For Peter Hermann, health insurance is a headache. "Health insurance is a remarkably large expense, even for a 12-person firm like ours," says Hermann, a general partner of Heritage Partners Inc., a private-equity investment firm based in Boston. "You can't hire and retain good people without a good benefits package. But as managers, we need to spend an inordinate amount of time thinking about health insurance--not only because the costs keep rising but because the marketplace is so volatile. There's a forced need to keep reevaluating your company's coverage as insurers pull out of certain types of products or make other major changes."

After a few years of relative calm, when most employers were able to keep their coverage costs reasonably stable by such moves as switching to "managed care" options like health-maintenance organizations, growing numbers of business owners are ready to head for the emergency room. Here's why: In a survey of employers large and small conducted by health-care consulting company William M. Mercer, two-thirds of the respondents said they expected health-insurance costs to increase this year. What's more, those employers who expect an increase project that it will average 7%.

Small businesses may be particularly hard hit by this round of price hikes. In a Dun & Bradstreet study released earlier this year, 50% of small companies surveyed said that their health-insurance premiums were increasing--by an average of 13%. Moreover, National Small Business United, a small-business advocacy group based in Washington, D.C., in May asked its members to respond to an on-line question about health-care costs. The result? More than 70% of those answering the (admittedly unscientific) survey said they were seeing health-insurance costs rise. What's more, almost half the respondents said their premiums were increasing by 15% or more.

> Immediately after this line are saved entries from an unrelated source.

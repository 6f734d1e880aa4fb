//! # Model Output Benchmark Checklist
//!
//! Evaluates a customer model's output against a policy benchmark and a
//! domain profile, producing six checklist items mapped to articles:
//!
//! 1. Bias score: critical above 1.5× the threshold, warn above it.
//! 2. Transparency: critical below 0.8× the minimum, warn below it.
//! 3. Accuracy: critical below 0.9× the minimum, warn below it.
//! 4. Human oversight: missing is critical under FDA SaMD, a warning elsewhere.
//! 5. Required output fields: two or more missing is critical, one warns.
//! 6. Protected attributes in the feature set: more than two is critical.

use rand::Rng;
use saro_core::{round_to, uniform, ChecklistSummary, Severity};
use serde::{Deserialize, Serialize};

use crate::policy::{Domain, Policy};

// ---------------------------------------------------------------------------
// Tables
// ---------------------------------------------------------------------------

/// Article reference and title.
#[derive(Debug, Clone, Copy, PartialEq, Eq)]
pub struct ArticleRef {
    pub reference: &'static str,
    pub title: &'static str,
}

const fn art(reference: &'static str, title: &'static str) -> ArticleRef {
    ArticleRef { reference, title }
}

/// Threshold set and article references for one policy.
#[derive(Debug, Clone, Copy, PartialEq)]
pub struct Benchmark {
    pub bias_threshold: f64,
    pub transparency_min: f64,
    pub accuracy_min: f64,
    pub bias: ArticleRef,
    pub transparency: ArticleRef,
    pub accuracy: ArticleRef,
    pub human_oversight: ArticleRef,
    pub documentation: ArticleRef,
}

pub fn benchmark(policy: Policy) -> Benchmark {
    match policy {
        Policy::EuAiAct => Benchmark {
            bias_threshold: 0.15,
            transparency_min: 0.60,
            accuracy_min: 0.80,
            bias: art("Art. 10", "Data Governance & Bias"),
            transparency: art("Art. 13", "Transparency Obligations"),
            accuracy: art("Art. 15", "Accuracy & Robustness"),
            human_oversight: art("Art. 14", "Human Oversight"),
            documentation: art("Art. 11", "Technical Documentation"),
        },
        Policy::NistAiRmf => Benchmark {
            bias_threshold: 0.12,
            transparency_min: 0.65,
            accuracy_min: 0.82,
            bias: art("MAP 2.3", "Bias Risk Mapping"),
            transparency: art("GOV 6.1", "AI Transparency Policies"),
            accuracy: art("MEASURE 2.5", "Performance Measurement"),
            human_oversight: art("GOVERN 1.1", "AI Governance Policies"),
            documentation: art("MAP 1.1", "Privacy & Harm Documentation"),
        },
        Policy::Iso42001 => Benchmark {
            bias_threshold: 0.18,
            transparency_min: 0.55,
            accuracy_min: 0.78,
            bias: art("A.8.4", "Bias Management Controls"),
            transparency: art("A.6.2", "AI Transparency Objectives"),
            accuracy: art("A.9.3", "Operational Control Measures"),
            human_oversight: art("A.5.2", "Roles & Responsibilities"),
            documentation: art("A.6.1", "AI System Documentation"),
        },
        Policy::FdaSamd => Benchmark {
            bias_threshold: 0.10,
            transparency_min: 0.75,
            accuracy_min: 0.90,
            bias: art("510(k) §3.2", "Clinical Validation: Bias"),
            transparency: art("510(k) §4.1", "Explainability for Clinicians"),
            accuracy: art("510(k) §2.1", "Clinical Performance"),
            human_oversight: art("510(k) §5.3", "Clinician Override Mechanism"),
            documentation: art("510(k) §1.0", "Software Documentation"),
        },
    }
}

struct DomainChecks {
    protected_attributes: &'static [&'static str],
    required_fields: &'static [&'static str],
}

One reason the latest round of rate hikes is so upsetting for business owners: many believed that switching to managed care was a way to permanently remove the risk of premium increases that would outstrip the rate of inflation. But the cost of new medical technologies, combined with higher costs at HMOs themselves, may be setting insurance fees back on the fast-growth path of the late 1980s.

That's why companies once again need to look more aggressively for ways to save. Obviously, you can shop for a new plan or increase employees' contributions. But what if you've already tried those options? While we can't offer a miracle cure, here are some additional strategies to consider:

It's also important to make sure that your cuts yield meaningful savings. For example, many businesses now have plans that offer employees some sort of choice between managed-care and traditional indemnity coverage. Gandolfo often finds that business owners with that type of plan unsuccessfully try to lower costs by increasing the deductibles or copayments on the indemnity option. "I hear it all the time from clients," he notes. "They say, 'How can it be that I won't knock 10% off my costs if I'm willing to sign up for a $1,000 deductible on the indemnity coverage?' But it doesn't work that way, because insurance companies realize that most employees will sign up for the managed-care option--which means that's the place where you've got to make meaningful cuts." His recommendation for real bottom-line savings? Raise your managed-care copayment charge on "in network" office visits to $10 or $15, rather than the typical $5.

Cost control is obviously one important aspect of plan monitoring, but other issues matter as well, such as the quality of the plan and the popularity of various features. It's much easier to negotiate on cost-control issues when you know which coverage features actually matter to your employees and which benefits are not meaningful.


Employers predicting increases ahead

Here's what companies anticipated for this year's health-care costs:

67% Expected health-care costs to increase,

by an average of 7%

23% Expected costs to stay the same

10% Predicted some type of cost decrease

Source: Mercer/Foster Higgins National Survey of Employer-Sponsored Health Plans, 1997.


Resource
HMOs have a big selling point: coverage is just plain cheaper than it is for any other type of corporate health-insurance plan. (According to a Mercer/Foster Higgins survey, the average cost for an active employee on an HMO plan is $3,165, compared with $3,521 for traditional indemnity coverage.)

So if you decide to sign up for an HMO, the big question becomes, How can you capture those cost savings without sacrificing quality and service? Look no further than Choosing and Using an HMO (Bloomberg Press, 800-233-4830, 1998, $19.95), by health-care journalist Ellyn Spragins. This 255-page guide is chock-full of useful advice, including "11 indicators of excellence" to help business shoppers find their way through a confusing marketplace.